Potential footgun to make a program rely on this to locate, say, a shared library (as in one of the examples), if there’s a possibility that someone has smuggled a malware’d version of it into, say, /tmp, since it defaults to searching the root directory.

spyrja•7mo ago
Kind of, but also kind of not. I mean if someone can smuggle a file into some random directory, chances are they have enough access to write directly to the "correct" folder to begin with. Personally I wouldn't execute or otherwise load any sort of executable content from a non-root directory (although certainly there are many people who wouldn't even think twice before doing such a thing). So it really just boils down to having a sane security-policy. Restrict searches with something like "path -d /usr *" and you are guaranteed not to scoop-up something that was world-writable in the first place. In fact in the example given in the README, that is precisely how that would have worked. Both /lib32 and /lib64 are owned by "root" and hence not a concern.
jl6•7mo ago
Naturally every footgun is guaranteed to be safe as long as you use it right :)
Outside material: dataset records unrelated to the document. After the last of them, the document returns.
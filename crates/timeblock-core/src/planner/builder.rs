//! Builder for creating and configuring Planner instances.

use std::{
    path::{Path, PathBuf},
    sync::Arc,
};

use super::{Clock, Planner, SystemClock};
use crate::{
    error::{Result, ScheduleError},
    llm::LlmClient,
    repository::{Repository, SqliteRepository},
    scheduler::Scheduler,
};

/// Builder for creating and configuring Planner instances.
///
/// Only the LLM client is required. Without a repository the builder opens
/// a [`SqliteRepository`] at the configured path, or at
/// `$XDG_DATA_HOME/timeblock/timeblock.db`. The scheduler defaults to
/// Monday to Friday, 09:00 to 17:00, and the clock to the system clock.
#[derive(Default)]
pub struct PlannerBuilder {
    llm: Option<Arc<dyn LlmClient>>,
    repository: Option<Arc<dyn Repository>>,
    database_path: Option<PathBuf>,
    scheduler: Option<Scheduler>,
    clock: Option<Arc<dyn Clock>>,
}

impl PlannerBuilder {
    /// Creates a new builder with default settings.
    pub fn new() -> Self {
        Self::default()
    }

    pub fn with_llm<L: LlmClient + 'static>(self, llm: L) -> Self {
        self.with_llm_client(Arc::new(llm))
    }

    pub fn with_llm_client(mut self, llm: Arc<dyn LlmClient>) -> Self {
        self.llm = Some(llm);
        self
    }

    pub fn with_repository(mut self, repository: Arc<dyn Repository>) -> Self {
        self.repository = Some(repository);
        self
    }

    /// Sets a custom database file path; ignored when a repository is set.
    pub fn with_database_path<P: AsRef<Path>>(mut self, path: Option<P>) -> Self {
        if let Some(path) = path {
            self.database_path = Some(path.as_ref().to_path_buf());
        }
        self
    }

    pub fn with_scheduler(mut self, scheduler: Scheduler) -> Self {
        self.scheduler = Some(scheduler);
        self
    }

    pub fn with_clock<C: Clock + 'static>(mut self, clock: C) -> Self {
        self.clock = Some(Arc::new(clock));
        self
    }

    /// Builds the configured planner instance.
    ///
    /// # Errors
    ///
    /// Returns `ScheduleError::Configuration` without an LLM client, and
    /// file system or database errors if the default repository cannot be
    /// opened.
    pub async fn build(self) -> Result<Planner> {
        let llm = self.llm.ok_or_else(|| ScheduleError::Configuration {
            message: "Planner requires an LLM client".to_string(),
        })?;

        let repository: Arc<dyn Repository> = match (self.repository, self.database_path) {
            (Some(repository), _) => repository,
            (None, Some(path)) => Arc::new(SqliteRepository::open(path).await?),
            (None, None) => Arc::new(SqliteRepository::open_default().await?),
        };

        Ok(Planner::new(
            llm,
            repository,
            self.scheduler.unwrap_or_default(),
            self.clock.unwrap_or_else(|| Arc::new(SystemClock)),
        ))
    }
}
I wonder if a safer default would be to start searches at the current directory rather than the root directory?

spyrja•7mo ago
I did actually consider that at one point, but eventually decided against it because I felt would have meant a sacrifice in performance; first you'd do the local search, then start at the very top and recurse back down, checking every single entry against the local path to be sure that you don't do the local traversal all over again. Fortunately the code base is very clean and straight-forward, so it would be a fairly trivial excercise to just fork the repo and make those changes yourself to get that kind of behaviour.
spyrja•7mo ago
Well I ran a bunch of tests and it turns out that the performance wasn't actually impacted very much after all. So the changes are official. I also made some other adjustments to the default behaviour; if no pattern is specified then it just matches everything. In other words, "path -f" prints every regular file in the filesystem (starting in the current one). Anyway, thanks for the suggestion, otherwise I may not gone down that (decidedly satisfying) rabbit-hole!
account-5•7mo ago
I've been finding nushell's `ls` with a where clause is pretty good for this. There's also the `find` command too.